使用连续流动分析仪(allianceintegralfutura)，开启仪器及其联用的计算机，并切换到操作系统，先进蒸馏水，待基线平稳后，分别切换成测氮或测磷的反应试剂，待基线再平稳后开始进样分析。分析结束后，进行最终的数据处理及输出，得到氮浓度(mg/l)、磷浓度(mg/l)。由此计算茎叶含氮量(snc)、茎叶吸氮量(snu)、茎叶氮利用率(snue)、茎叶含磷量(spc)、茎叶吸磷量(spu)、茎叶磷利用率(spue)、根含氮量(rnc)、根吸氮量(rnu)、根氮利用率(rnue)、根含磷量(rpc)、根吸磷量(rpu)、根磷利用率(rpue)。

计算方法为：组织含氮量＝测定的氮浓度×消煮后定容体积/称量干重，组织吸氮量＝组织含氮量×组织干重，组织氮利用效率＝组织干重/植株吸氮量，植株吸氮量＝茎叶吸氮量+根系吸氮量；组织含磷量＝测定的磷浓度×消煮后定容体积/称量干重，组织吸磷量＝组织含磷量×组织干重，组织磷利用效率＝组织干重/植株吸磷量，植株吸磷量＝茎叶吸磷量+根系吸磷量。氮、磷利用效率指吸收单位氮、磷含量后，所能生产的生物量，氮、磷利用效率越高，表明吸收单位氮、磷含量所生产的生物质量越多。

在低磷和正常磷条件下，玉米轴粗在除了2015年崇州基地正常磷条件下两种单倍型均值独立样本t-test检验差异不显著，在温江基地、碧峰峡农场和汾江农场差异都显著，并且9782单倍型都显著高于178单倍型。

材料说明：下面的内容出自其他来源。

use std::path::Path;

use serde::{Deserialize, Serialize};

use crate::error::ConfigError;
use crate::model::profile::EligibilityRule;
use crate::pipeline::stage6_goalposts::Goalposts;

/// Per-invocation parameters supplied by the caller alongside the catalog.
#[derive(Debug, Clone, PartialEq, Serialize, Deserialize)]
pub struct RunConfig {
    #[serde(default = "default_log_filter")]
    pub log_filter: String,
    #[serde(default = "default_top_k")]
    pub top_k: usize,
    /// Rank changes larger than this are reported by the movement analyzer.
    #[serde(default = "default_movement_threshold")]
    pub movement_threshold: usize,
    #[serde(default)]
    pub eligibility: EligibilityRule,
    #[serde(default)]
    pub goalposts: Goalposts,
}

fn default_log_filter() -> String {
    "info".to_string()
}

fn default_top_k() -> usize {
    100
}

fn default_movement_threshold() -> usize {
    10
}

impl Default for RunConfig {
    fn default() -> Self {
        Self {
            log_filter: default_log_filter(),
            top_k: default_top_k(),
            movement_threshold: default_movement_threshold(),
            eligibility: EligibilityRule::default(),
            goalposts: Goalposts::default(),
        }
    }
}

impl RunConfig {
    pub fn from_json_str(json: &str) -> Result<Self, ConfigError> {
        Ok(serde_json::from_str(json)?)
    }

    pub fn from_path(path: &Path) -> Result<Self, ConfigError> {
        let text = std::fs::read_to_string(path)
            .map_err(|e| ConfigError::from(e).within(path.display().to_string()))?;
        Self::from_json_str(&text).map_err(|e| e.within(path.display().to_string()))
    }
}

#[cfg(test)]
#[path = "../tests/src_inline/config.rs"]
mod tests;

玉米穗长在除了2014年碧峰峡农场低磷条件下两种单倍型均值独立样本t-test检验差异不显著，在温江基地、崇州基地以及汾江农场差异都显著，并且178单倍型都显著高于9782单倍型。而玉米穗粗在低磷条件下所有4个地点中两种单倍型均值独立样本t-test检验差异都显著，并且178单倍型低于9782单倍型，特别是在崇州基地和碧峰峡农场中差异显著只出现在低磷条件下。穗行数也在低磷条件下崇州基地和碧峰峡农场中差异显著，178单倍型低于9782单倍型。最后，茎磷含量、茎吸磷量和茎磷利用率都在正常磷条件下两种单倍型之间的均值独立样本t-test检验中差异显著。

尽管已经示出和描述了本发明的实施例，对于本领域的普通技术人员而言，可以理解在不脱离本发明的原理和精神的情况下可以对这些实例进行多种变化、修改、替换和变型，本发明的范围由所附权利要求及其等同物限定。